L: A któś to? Czyżby człowiek?
S/A: Już niedługo... musiałąm się wszak czymś żywić podczas długiej podróży
L: Zapewne była bardzo wyczerpująca. Czy mógłbym zaprocić Cię Heather na porcję krwistego steku i krew z lodem?
S/A: Mmm... Brzmi zachęcająco //Czy on nadal tkwi w średniowieczu?!!! krwisty stek?!!!Bleeee\\ Ale muszę odmówić, dopiero co jadłam a i ruszać muszę dalej. Jednakże.. bardzo chętnie zrobię to w drodze powrotnej ^,__________,^
L: Bylibyśmy zaszczyceni, Pozwolisz chociaż że odprowadzę Cię do bram miasta
S/A: //Phi! Ta zapyziała dziura nie ma ŻADNYCH bram ==\\ Ależ nie trzeba! Sama sobie doskonale dam radę
L: Nalegam! <złapał ją mocno za ramie i pociągnął na zachód>
W malutkich oknach ziemianek, gdzieś w krzakach, w cieniu domów. Wszędzie czaiły się złe oczy. Mordercze ale jakby wyczekujące. Wyczekujące na słowo z ust tego lorda. Wyczekujace...

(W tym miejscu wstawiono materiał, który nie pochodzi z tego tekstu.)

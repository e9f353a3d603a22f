pub mod config;
pub mod error;
pub mod models;
pub mod lexicon;
pub mod analysis;
pub mod cache;

pub use config::{AnalyzerConfig, Config};
pub use error::{Error, Result};
pub use lexicon::{Lexicon, LexiconSource};
pub use analysis::{validate_input, PitchAnalyzer};
pub use cache::AnalysisCache;
pub use models::{AnalysisReport, Grade, Rubric, ScoringPolicy};
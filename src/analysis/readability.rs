use crate::analysis::text::{count_syllables, round_to, split_sentences, word_count, words};
use crate::error::{Error, Result};

/// Score returned by the fallback when the text has no sentences at all.
pub const NEUTRAL_READABILITY: f64 = 50.0;
/// Sentence length the fallback formula treats as ideal.
pub const OPTIMAL_SENTENCE_WORDS: f64 = 15.0;

#[derive(Debug, Clone, Copy, Default)]
pub struct ReadabilityScorer;

impl ReadabilityScorer {
    pub fn new() -> Self {
        Self
    }

    /// Flesch reading ease, or the sentence-length fallback when the primary
    /// formula cannot be computed. Not clamped.
    pub fn score(&self, text: &str) -> f64 {
        match self.flesch_reading_ease(text) {
            Ok(score) => score,
            Err(e) if e.is_recoverable() => {
                tracing::debug!("Readability falling back to sentence-length formula: {}", e);
                self.fallback(text)
            }
            Err(e) => {
                tracing::warn!("Unexpected readability failure, using fallback formula: {}", e);
                self.fallback(text)
            }
        }
    }

    pub fn flesch_reading_ease(&self, text: &str) -> Result<f64> {
        let tokens: Vec<&str> = words(text).collect();
        if tokens.is_empty() {
            return Err(Error::DegenerateInput("no words to score".to_string()));
        }

        let syllables: usize = tokens.iter().map(|w| count_syllables(w)).sum();
        if syllables == 0 {
            return Err(Error::DegenerateInput("no syllables to score".to_string()));
        }

        let word_total = tokens.len() as f64;
        let sentence_total = split_sentences(text).len().max(1) as f64;

        let score = 206.835
            - 1.015 * (word_total / sentence_total)
            - 84.6 * (syllables as f64 / word_total);

        Ok(round_to(score, 2))
    }

    /// `100 - (avg_words_per_sentence - 15) * 2` over `.`-delimited segments,
    /// clamped to 0-100.
    pub fn fallback(&self, text: &str) -> f64 {
        let total_words = word_count(text);
        let sentences = text.split('.').filter(|s| !s.trim().is_empty()).count();
        if sentences == 0 {
            return NEUTRAL_READABILITY;
        }

        let avg_sentence_length = total_words as f64 / sentences as f64;
        (100.0 - (avg_sentence_length - OPTIMAL_SENTENCE_WORDS) * 2.0).clamp(0.0, 100.0)
    }
}
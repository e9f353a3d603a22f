pub mod rubric;
pub mod report;

pub use rubric::*;
pub use report::*;
use crate::analysis::text::round_to;
use crate::models::{FinancialMetrics, Grade, ScoringPolicy, SentimentScores, StructureScores};

/// Financial presence flag when at least one metric was found.
pub const FINANCIAL_FOUND_SCORE: f64 = 50.0;
pub const FINANCIAL_MISSING_SCORE: f64 = 20.0;

/// Per-analyzer scores normalized to a 0-100 scale.
#[derive(Debug, Clone, Copy, PartialEq)]
pub struct ScoreComponents {
    pub section_coverage: f64,
    pub readability: f64,
    pub sentiment: f64,
    pub financial_presence: f64,
    pub structure: f64,
}

impl ScoreComponents {
    pub fn new(
        section_score: f64,
        readability: f64,
        sentiment: &SentimentScores,
        financial_metrics: &FinancialMetrics,
        structure: &StructureScores,
    ) -> Self {
        Self {
            section_coverage: section_score / 10.0 * 100.0,
            readability: readability.clamp(0.0, 100.0),
            sentiment: sentiment_pct(sentiment.compound),
            financial_presence: if financial_metrics.any_found() {
                FINANCIAL_FOUND_SCORE
            } else {
                FINANCIAL_MISSING_SCORE
            },
            structure: structure.average(),
        }
    }
}

/// Maps a compound score in [-1, 1] onto 0-100.
pub fn sentiment_pct(compound: f64) -> f64 {
    (compound + 1.0) * 50.0
}

#[derive(Debug, Clone)]
pub struct StructuralWeights {
    pub section_coverage: f64,
    pub readability: f64,
    pub sentiment: f64,
    pub structure: f64,
}

impl Default for StructuralWeights {
    fn default() -> Self {
        Self {
            section_coverage: 0.4,
            readability: 0.2,
            sentiment: 0.2,
            structure: 0.2,
        }
    }
}

pub struct GradeAggregator {
    weights: StructuralWeights,
}

impl GradeAggregator {
    pub fn new() -> Self {
        Self {
            weights: StructuralWeights::default(),
        }
    }

    pub fn with_weights(weights: StructuralWeights) -> Self {
        Self { weights }
    }

    /// Overall score clamped to [0, 100], unrounded. Grades are taken from
    /// this value.
    pub fn overall_score(&self, components: &ScoreComponents, policy: ScoringPolicy) -> f64 {
        let raw = match policy {
            ScoringPolicy::Basic => {
                (components.section_coverage
                    + components.readability
                    + components.sentiment
                    + components.financial_presence)
                    / 4.0
            }
            ScoringPolicy::Structural => {
                components.section_coverage * self.weights.section_coverage
                    + components.readability * self.weights.readability
                    + components.sentiment * self.weights.sentiment
                    + components.structure * self.weights.structure
            }
        };

        raw.clamp(0.0, 100.0)
    }

    /// Reported score rounded to one decimal, and the grade of the
    /// unrounded score.
    pub fn aggregate(&self, components: &ScoreComponents, policy: ScoringPolicy) -> (f64, Grade) {
        let overall = self.overall_score(components, policy);
        let grade = Grade::from_score(overall);
        let reported = round_to(overall, 1);
        tracing::debug!("{} policy overall {} -> {}", policy, reported, grade);
        (reported, grade)
    }
}

impl Default for GradeAggregator {
    fn default() -> Self {
        Self::new()
    }
}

S/A: Ale ja nie tędy!! Co Ci jest do cholery!! Puść mnie draniu!!
S: Rafl za żadne skarby nie odzywaj się, dalej gral rolę takiej "lalki" dopiero gdy będziemy blisko bramy wiej! Jak najszybciej. Ich jest za dużo do pokonania w pojedynkę. Jak Ci powiem uciekniesz, na mnie nie zwracaj uwagi. Będę zaraz za Tobą
R: Nie poradzę sobie?! Ich przeciez nie ma tysiąca!!
S: Nie ma?! Człowieku ich jest od groma!! Tylko się nie pokazują! Jak bylam tu kiedyś... teraz musi być jeszcze więcej. Iciekaj! We dwójkę nie damy rady. Oni planują powstanie, planują zrzucić wszystkie kawałki Rubinookiego. Czemu zawsze musimy wpadać w sam środek takich brudów...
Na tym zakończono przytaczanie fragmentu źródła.